Rules and thresholds are reviewed through a controlled lifecycle. False positives, expected exceptions and business changes are analysed, documented and approved before production logic is adjusted. This helps preserve trust in alerts and reporting.

Can the service support regulatory or audit requirements?

It can support control documentation, execution evidence, issue records, exception approvals and governance reporting. It does not replace legal advice, statutory audit, regulator interpretation or formal certification unless those services are separately provided by authorised specialists.

What information does DataConsultant need from the client?

Useful inputs include business priorities, critical reports, data definitions, source and target details, existing rules, issue history, policies, architecture, platform access, change processes, regulatory obligations and access to accountable business and technical owners.

How are managed data quality outcomes measured?

Measures can include control execution, coverage, pass rates, issue severity, ageing, recurrence, closure validation, false positives, preventive actions and stakeholder decisions. Baselines, scope and attribution limits should be recorded before interpreting improvement.

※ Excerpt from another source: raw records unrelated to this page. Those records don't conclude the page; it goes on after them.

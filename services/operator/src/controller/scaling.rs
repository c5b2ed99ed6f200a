//! Scaling engine.
//!
//! Applies one size change to a role's workload under the role's scaling
//! policy:
//! - `Parallel` writes the target size in one step
//! - `Safe` moves one member at a time and only while StatusHA holds
//! - `ParallelUpSafeDown` grows in parallel and shrinks safely
//!
//! The role's status moves to `Scaling` only after the workload size write
//! succeeded. A step held back by StatusHA is recorded in the status message.

use gridop_api::{Resource, RoleResource, RoleStatus, ScalingPolicy, WorkloadResource};
use gridop_reconcile::ReconcileOutcome;
use tracing::{info, instrument, warn};

use super::Context;
use crate::error::ControllerResult;
use crate::events::{reasons, Event};

/// The policy that governs a single step from `current` towards `desired`.
pub fn step_policy(policy: ScalingPolicy, current: i32, desired: i32) -> ScalingPolicy {
    match policy {
        ScalingPolicy::ParallelUpSafeDown if desired > current => ScalingPolicy::Parallel,
        ScalingPolicy::ParallelUpSafeDown => ScalingPolicy::Safe,
        other => other,
    }
}

/// The size after one step.
pub fn next_step(policy: ScalingPolicy, current: i32, desired: i32) -> i32 {
    match step_policy(policy, current, desired) {
        ScalingPolicy::Parallel => desired,
        _ => match desired.cmp(&current) {
            std::cmp::Ordering::Greater => current + 1,
            std::cmp::Ordering::Less => current - 1,
            std::cmp::Ordering::Equal => current,
        },
    }
}

/// Applies replica changes to workloads.
#[derive(Clone)]
pub struct ScalingEngine {
    ctx: Context,
}

impl ScalingEngine {
    pub fn new(ctx: Context) -> Self {
        Self { ctx }
    }

    /// Move `workload` from `current` towards `desired`.
    ///
    /// Returns `Done` once the step reached `desired`, or a delayed requeue
    /// when further safe steps (or a StatusHA re-check) are needed.
    #[instrument(skip_all, fields(role = %role.metadata.name, current, desired))]
    pub async fn scale(
        &self,
        role: &RoleResource,
        workload: &WorkloadResource,
        current: i32,
        desired: i32,
    ) -> ControllerResult<ReconcileOutcome> {
        if current == desired {
            return Ok(ReconcileOutcome::Done);
        }

        let policy = role.spec.effective_scaling_policy();
        match step_policy(policy, current, desired) {
            ScalingPolicy::Parallel => {
                self.apply(role, workload, current, desired).await?;
                Ok(ReconcileOutcome::Done)
            }
            _ => self.scale_safely(role, workload, current, desired).await,
        }
    }

    async fn scale_safely(
        &self,
        role: &RoleResource,
        workload: &WorkloadResource,
        current: i32,
        desired: i32,
    ) -> ControllerResult<ReconcileOutcome> {
        let retry = self.ctx.settings.status_ha_retry;
        let target = next_step(ScalingPolicy::Safe, current, desired);

        if !self.is_status_ha(role, workload, current).await {
            info!(
                retry_secs = retry.as_secs(),
                "role is not StatusHA, deferring scale"
            );
            let message =
                format!("waiting for StatusHA before scaling from {current} to {target}");
            self.record_blocked(role, message).await?;
            return Ok(ReconcileOutcome::RequeueAfter(retry));
        }

        self.apply(role, workload, current, target).await?;

        if target == desired {
            Ok(ReconcileOutcome::Done)
        } else {
            Ok(ReconcileOutcome::RequeueAfter(retry))
        }
    }

    /// Write `message` to the role status unless it is already there.
    async fn record_blocked(&self, role: &RoleResource, message: String) -> ControllerResult<()> {
        if role.status.message.as_deref() == Some(message.as_str()) {
            return Ok(());
        }
        let mut blocked = role.clone();
        blocked.status.message = Some(message);
        self.ctx.store.update_role_status(blocked).await?;
        Ok(())
    }

    /// StatusHA with the single-member shortcut. Errors and timeouts count
    /// as not HA.
    async fn is_status_ha(&self, role: &RoleResource, workload: &WorkloadResource, current: i32) -> bool {
        if current <= 1 {
            return true;
        }

        let timeout = role
            .spec
            .scaling_probe_timeout()
            .unwrap_or(self.ctx.settings.health_timeout);
        let query = self
            .ctx
            .health
            .is_status_ha(role, &workload.status.members);
        match tokio::time::timeout(timeout, query).await {
            Ok(Ok(ha)) => ha,
            Ok(Err(e)) => {
                warn!(error = %e, "StatusHA check failed");
                false
            }
            Err(_) => {
                warn!(timeout_ms = timeout.as_millis() as u64, "StatusHA check timed out");
                false
            }
        }
    }

    /// Write the workload size, then the role status, then the event.
    async fn apply(
        &self,
        role: &RoleResource,
        workload: &WorkloadResource,
        from: i32,
        to: i32,
    ) -> ControllerResult<()> {
        let mut resized = workload.clone();
        resized.spec.cluster_size = to;

        if let Err(e) = self.ctx.store.update_workload(resized).await {
            self.ctx.recorder.record(Event::warning(
                role.resource_key(),
                reasons::FAILED_UPDATE,
                format!(
                    "failed to scale role '{}' from {} to {}: {}",
                    role.metadata.name, from, to, e
                ),
            ));
            return Err(e.into());
        }

        let mut scaling = role.clone();
        scaling.status.status = Some(RoleStatus::Scaling);
        scaling.status.replicas = to;
        scaling.status.message = None;
        self.ctx.store.update_role_status(scaling).await?;

        info!(from, to, "scaled role");
        self.ctx.recorder.record(Event::normal(
            role.resource_key(),
            reasons::SCALING,
            format!("scaled role '{}' from {} to {}", role.metadata.name, from, to),
        ));

        Ok(())
    }
}

#[cfg(test)]
mod tests {
    use super::*;
    use proptest::prelude::*;
    use rstest::rstest;

    #[rstest]
    #[case(ScalingPolicy::Parallel, 3, 7, 7)]
    #[case(ScalingPolicy::Parallel, 7, 3, 3)]
    #[case(ScalingPolicy::Safe, 3, 7, 4)]
    #[case(ScalingPolicy::Safe, 7, 3, 6)]
    #[case(ScalingPolicy::ParallelUpSafeDown, 3, 7, 7)]
    #[case(ScalingPolicy::ParallelUpSafeDown, 7, 3, 6)]
    fn one_step(
        #[case] policy: ScalingPolicy,
        #[case] current: i32,
        #[case] desired: i32,
        #[case] expected: i32,
    ) {
        assert_eq!(next_step(policy, current, desired), expected);
    }

    proptest! {
        #[test]
        fn prop_safe_step_moves_one_towards_desired(current in 0i32..100, desired in 0i32..100) {
            let next = next_step(ScalingPolicy::Safe, current, desired);
            prop_assert!((next - current).abs() <= 1);
            prop_assert!((desired - next).abs() <= (desired - current).abs());
            if current != desired {
                prop_assert_eq!((next - current).abs(), 1);
            }
        }

        #[test]
        fn prop_parallel_reaches_desired(current in 0i32..100, desired in 0i32..100) {
            prop_assert_eq!(next_step(ScalingPolicy::Parallel, current, desired), desired);
        }
    }
}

Can the service be transferred to our internal team?

Yes. A build-operate-transfer model can include documentation, runbooks, training, shadowing, role transition and acceptance criteria. Successful transfer depends on internal capacity, platform access and clear retained ownership.

How do we select the right managed data quality provider?

Review experience across data quality, governance and engineering; the clarity of the operating model; platform compatibility; security and privacy controls; reporting transparency; evidence practices; staffing continuity; commercial assumptions; and how the provider handles limitations, exceptions and knowledge transfer.